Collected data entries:
◆ ◆ ◆ ◆ ◆
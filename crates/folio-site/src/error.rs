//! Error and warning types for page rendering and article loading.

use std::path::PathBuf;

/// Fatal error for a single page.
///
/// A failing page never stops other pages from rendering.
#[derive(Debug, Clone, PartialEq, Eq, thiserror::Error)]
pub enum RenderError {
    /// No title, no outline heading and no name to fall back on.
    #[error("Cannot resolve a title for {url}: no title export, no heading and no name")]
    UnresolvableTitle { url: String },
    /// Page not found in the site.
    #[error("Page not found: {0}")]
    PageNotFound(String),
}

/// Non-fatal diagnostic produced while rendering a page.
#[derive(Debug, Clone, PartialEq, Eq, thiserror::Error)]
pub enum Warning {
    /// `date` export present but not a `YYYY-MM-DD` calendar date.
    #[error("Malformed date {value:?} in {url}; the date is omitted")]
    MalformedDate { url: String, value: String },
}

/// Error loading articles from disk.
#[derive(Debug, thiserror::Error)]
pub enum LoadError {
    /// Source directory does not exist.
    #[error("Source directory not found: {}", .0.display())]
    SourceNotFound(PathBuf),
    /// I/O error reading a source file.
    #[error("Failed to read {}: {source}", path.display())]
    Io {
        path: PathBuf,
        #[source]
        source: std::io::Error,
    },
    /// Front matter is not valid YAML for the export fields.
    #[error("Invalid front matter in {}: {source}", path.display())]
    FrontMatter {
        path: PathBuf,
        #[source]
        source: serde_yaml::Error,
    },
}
◆ ◆ ◆ ◆ ◆
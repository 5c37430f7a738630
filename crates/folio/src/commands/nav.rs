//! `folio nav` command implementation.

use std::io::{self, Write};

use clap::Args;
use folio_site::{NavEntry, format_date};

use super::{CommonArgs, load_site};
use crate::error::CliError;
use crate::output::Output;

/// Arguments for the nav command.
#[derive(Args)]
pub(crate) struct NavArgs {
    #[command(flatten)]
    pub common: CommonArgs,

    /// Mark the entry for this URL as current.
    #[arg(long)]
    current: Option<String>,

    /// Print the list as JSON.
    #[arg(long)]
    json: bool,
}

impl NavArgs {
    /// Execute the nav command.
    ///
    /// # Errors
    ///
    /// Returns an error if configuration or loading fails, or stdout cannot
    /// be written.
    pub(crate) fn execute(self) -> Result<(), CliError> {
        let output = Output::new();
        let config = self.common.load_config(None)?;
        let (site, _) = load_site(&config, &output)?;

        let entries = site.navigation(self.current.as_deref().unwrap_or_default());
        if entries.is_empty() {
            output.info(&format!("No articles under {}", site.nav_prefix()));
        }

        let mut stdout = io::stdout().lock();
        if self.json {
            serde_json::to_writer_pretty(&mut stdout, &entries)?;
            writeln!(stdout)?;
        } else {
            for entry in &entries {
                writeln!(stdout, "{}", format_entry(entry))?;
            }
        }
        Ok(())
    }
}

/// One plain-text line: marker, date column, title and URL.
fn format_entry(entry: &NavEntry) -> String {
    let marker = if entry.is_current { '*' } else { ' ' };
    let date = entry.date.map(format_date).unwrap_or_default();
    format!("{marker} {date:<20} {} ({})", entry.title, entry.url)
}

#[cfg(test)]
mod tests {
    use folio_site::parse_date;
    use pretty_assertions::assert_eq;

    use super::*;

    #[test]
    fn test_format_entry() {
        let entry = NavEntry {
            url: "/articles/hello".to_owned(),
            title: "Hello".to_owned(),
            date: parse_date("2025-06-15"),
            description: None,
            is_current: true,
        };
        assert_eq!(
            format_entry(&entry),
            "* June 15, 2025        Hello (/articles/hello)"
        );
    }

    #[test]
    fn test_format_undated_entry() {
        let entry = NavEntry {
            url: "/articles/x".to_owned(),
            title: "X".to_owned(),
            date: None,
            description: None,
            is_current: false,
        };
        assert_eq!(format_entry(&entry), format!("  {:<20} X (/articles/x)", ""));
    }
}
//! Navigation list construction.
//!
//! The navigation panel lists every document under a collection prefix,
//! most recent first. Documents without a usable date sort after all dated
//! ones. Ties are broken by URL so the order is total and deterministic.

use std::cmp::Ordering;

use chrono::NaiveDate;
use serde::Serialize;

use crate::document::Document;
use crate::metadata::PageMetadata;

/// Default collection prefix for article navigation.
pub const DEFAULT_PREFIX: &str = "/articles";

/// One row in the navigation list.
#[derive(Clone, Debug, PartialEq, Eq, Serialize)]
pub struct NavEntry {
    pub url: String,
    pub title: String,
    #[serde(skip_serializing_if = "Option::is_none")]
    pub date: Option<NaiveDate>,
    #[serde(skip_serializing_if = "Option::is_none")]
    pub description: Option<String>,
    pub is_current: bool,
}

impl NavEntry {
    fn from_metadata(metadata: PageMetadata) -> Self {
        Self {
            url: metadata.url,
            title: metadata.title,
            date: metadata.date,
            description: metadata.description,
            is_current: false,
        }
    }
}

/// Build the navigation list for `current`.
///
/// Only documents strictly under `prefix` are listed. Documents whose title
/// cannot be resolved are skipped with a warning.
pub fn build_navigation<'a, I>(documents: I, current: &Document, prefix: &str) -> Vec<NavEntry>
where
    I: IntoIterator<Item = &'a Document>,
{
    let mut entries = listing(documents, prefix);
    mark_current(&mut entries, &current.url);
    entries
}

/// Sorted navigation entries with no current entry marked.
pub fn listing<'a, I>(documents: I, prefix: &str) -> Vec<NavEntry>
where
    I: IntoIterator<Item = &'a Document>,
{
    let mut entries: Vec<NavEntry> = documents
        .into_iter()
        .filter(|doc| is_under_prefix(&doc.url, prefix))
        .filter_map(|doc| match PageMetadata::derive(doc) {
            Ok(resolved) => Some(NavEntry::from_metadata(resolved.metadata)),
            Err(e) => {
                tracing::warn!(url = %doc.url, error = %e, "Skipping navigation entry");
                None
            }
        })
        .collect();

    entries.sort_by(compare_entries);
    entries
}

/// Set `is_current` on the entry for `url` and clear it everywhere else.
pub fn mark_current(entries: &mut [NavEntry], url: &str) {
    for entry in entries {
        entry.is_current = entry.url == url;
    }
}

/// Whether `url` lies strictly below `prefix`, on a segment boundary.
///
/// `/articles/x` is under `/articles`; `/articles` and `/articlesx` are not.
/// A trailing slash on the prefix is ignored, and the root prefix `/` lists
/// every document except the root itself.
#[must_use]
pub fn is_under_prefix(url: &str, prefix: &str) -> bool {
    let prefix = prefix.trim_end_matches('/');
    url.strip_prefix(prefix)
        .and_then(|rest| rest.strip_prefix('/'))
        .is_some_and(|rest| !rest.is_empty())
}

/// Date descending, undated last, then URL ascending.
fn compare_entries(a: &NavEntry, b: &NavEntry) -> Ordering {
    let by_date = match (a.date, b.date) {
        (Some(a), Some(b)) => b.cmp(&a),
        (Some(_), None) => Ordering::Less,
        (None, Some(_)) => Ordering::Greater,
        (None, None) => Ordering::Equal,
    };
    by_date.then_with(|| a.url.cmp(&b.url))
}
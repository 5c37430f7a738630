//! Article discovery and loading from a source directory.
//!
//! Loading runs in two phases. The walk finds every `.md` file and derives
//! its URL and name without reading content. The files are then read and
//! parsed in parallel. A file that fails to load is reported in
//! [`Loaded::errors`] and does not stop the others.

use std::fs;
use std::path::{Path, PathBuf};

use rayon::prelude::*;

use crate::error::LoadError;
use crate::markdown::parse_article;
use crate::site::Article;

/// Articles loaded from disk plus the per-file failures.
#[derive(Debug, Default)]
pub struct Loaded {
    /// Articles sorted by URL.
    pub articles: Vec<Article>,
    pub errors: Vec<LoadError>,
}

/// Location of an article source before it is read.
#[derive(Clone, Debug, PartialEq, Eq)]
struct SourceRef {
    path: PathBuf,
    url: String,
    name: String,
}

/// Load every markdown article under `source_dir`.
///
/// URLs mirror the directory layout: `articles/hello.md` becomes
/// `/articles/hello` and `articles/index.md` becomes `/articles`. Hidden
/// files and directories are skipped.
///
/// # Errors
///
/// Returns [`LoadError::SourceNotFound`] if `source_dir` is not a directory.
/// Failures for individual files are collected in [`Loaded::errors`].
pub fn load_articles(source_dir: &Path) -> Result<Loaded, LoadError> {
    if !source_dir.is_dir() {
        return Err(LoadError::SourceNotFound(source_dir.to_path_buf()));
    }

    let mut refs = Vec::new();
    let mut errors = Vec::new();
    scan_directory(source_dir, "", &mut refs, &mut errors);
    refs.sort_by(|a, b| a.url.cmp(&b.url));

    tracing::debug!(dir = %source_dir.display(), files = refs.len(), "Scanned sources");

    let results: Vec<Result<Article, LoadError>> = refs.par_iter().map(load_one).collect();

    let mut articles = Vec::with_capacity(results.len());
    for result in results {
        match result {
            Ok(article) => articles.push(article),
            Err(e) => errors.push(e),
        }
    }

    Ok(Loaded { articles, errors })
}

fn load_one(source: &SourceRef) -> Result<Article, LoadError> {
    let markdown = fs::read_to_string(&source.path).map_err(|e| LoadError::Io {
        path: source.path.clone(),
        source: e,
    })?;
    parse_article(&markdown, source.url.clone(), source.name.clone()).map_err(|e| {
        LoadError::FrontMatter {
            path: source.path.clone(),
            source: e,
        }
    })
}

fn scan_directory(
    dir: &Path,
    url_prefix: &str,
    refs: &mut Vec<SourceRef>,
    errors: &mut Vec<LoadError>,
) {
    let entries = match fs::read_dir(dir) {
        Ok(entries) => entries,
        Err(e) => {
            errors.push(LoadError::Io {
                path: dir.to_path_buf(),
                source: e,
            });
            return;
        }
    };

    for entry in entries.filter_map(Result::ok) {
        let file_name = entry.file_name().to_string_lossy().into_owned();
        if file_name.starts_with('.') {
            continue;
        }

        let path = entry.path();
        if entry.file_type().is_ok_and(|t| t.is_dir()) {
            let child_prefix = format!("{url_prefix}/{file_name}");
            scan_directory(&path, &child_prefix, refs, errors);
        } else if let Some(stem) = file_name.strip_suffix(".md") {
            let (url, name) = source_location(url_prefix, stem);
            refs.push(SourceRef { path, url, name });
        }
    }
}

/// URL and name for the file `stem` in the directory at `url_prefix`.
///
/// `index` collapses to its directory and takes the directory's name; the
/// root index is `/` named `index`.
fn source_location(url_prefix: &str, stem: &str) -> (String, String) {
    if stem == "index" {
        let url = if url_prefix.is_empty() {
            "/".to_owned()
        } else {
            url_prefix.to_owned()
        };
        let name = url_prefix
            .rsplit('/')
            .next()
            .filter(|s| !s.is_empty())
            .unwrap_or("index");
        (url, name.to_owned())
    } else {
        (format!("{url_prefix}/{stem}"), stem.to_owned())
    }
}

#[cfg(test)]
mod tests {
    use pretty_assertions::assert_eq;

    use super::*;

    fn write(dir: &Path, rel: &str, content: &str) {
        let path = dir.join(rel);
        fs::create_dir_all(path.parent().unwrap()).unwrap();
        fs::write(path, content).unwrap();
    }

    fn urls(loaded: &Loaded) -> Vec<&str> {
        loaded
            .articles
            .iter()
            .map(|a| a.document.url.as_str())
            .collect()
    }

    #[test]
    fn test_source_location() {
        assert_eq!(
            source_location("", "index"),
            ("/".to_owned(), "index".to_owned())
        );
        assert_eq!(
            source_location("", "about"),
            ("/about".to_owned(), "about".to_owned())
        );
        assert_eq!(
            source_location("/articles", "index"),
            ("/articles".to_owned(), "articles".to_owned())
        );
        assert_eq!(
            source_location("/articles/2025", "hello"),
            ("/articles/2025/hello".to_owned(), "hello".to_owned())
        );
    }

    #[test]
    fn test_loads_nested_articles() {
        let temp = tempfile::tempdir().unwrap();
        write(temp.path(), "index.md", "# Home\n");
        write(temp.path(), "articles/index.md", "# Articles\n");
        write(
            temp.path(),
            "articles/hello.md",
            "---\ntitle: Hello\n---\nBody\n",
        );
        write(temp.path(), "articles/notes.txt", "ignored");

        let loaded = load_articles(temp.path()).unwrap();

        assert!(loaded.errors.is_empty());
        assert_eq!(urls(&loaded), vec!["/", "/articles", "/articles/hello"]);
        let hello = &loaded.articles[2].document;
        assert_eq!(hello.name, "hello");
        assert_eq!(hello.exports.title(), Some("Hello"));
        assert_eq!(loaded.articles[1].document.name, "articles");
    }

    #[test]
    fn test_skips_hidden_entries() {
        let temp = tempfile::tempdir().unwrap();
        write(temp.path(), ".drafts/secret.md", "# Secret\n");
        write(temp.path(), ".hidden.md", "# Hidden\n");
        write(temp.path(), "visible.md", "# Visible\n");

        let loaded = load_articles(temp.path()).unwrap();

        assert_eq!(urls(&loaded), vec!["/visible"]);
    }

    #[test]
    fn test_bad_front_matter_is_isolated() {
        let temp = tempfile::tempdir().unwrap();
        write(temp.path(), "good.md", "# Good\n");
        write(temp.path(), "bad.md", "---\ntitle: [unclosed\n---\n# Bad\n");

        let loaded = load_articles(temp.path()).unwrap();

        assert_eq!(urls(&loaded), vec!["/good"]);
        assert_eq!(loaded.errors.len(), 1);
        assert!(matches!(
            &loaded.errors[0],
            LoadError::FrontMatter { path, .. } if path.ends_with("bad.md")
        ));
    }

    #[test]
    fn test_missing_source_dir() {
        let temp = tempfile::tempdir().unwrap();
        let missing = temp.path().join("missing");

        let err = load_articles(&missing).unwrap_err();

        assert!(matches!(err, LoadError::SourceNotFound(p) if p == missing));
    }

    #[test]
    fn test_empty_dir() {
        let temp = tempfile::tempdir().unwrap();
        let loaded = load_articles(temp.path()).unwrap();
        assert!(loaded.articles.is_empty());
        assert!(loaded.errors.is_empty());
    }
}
◆ ◆ ◆ ◆ ◆
Print the lines above from the one with "pub fn load_articles(source_dir: &Path)" through the one with "let results: Vec<Result<Article, LoadError>>", both included, exactly as written and nothing more.

» Task output
pub fn load_articles(source_dir: &Path) -> Result<Loaded, LoadError> {
    if !source_dir.is_dir() {
        return Err(LoadError::SourceNotFound(source_dir.to_path_buf()));
    }

    let mut refs = Vec::new();
    let mut errors = Vec::new();
    scan_directory(source_dir, "", &mut refs, &mut errors);
    refs.sort_by(|a, b| a.url.cmp(&b.url));

    tracing::debug!(dir = %source_dir.display(), files = refs.len(), "Scanned sources");

    let results: Vec<Result<Article, LoadError>> = refs.par_iter().map(load_one).collect();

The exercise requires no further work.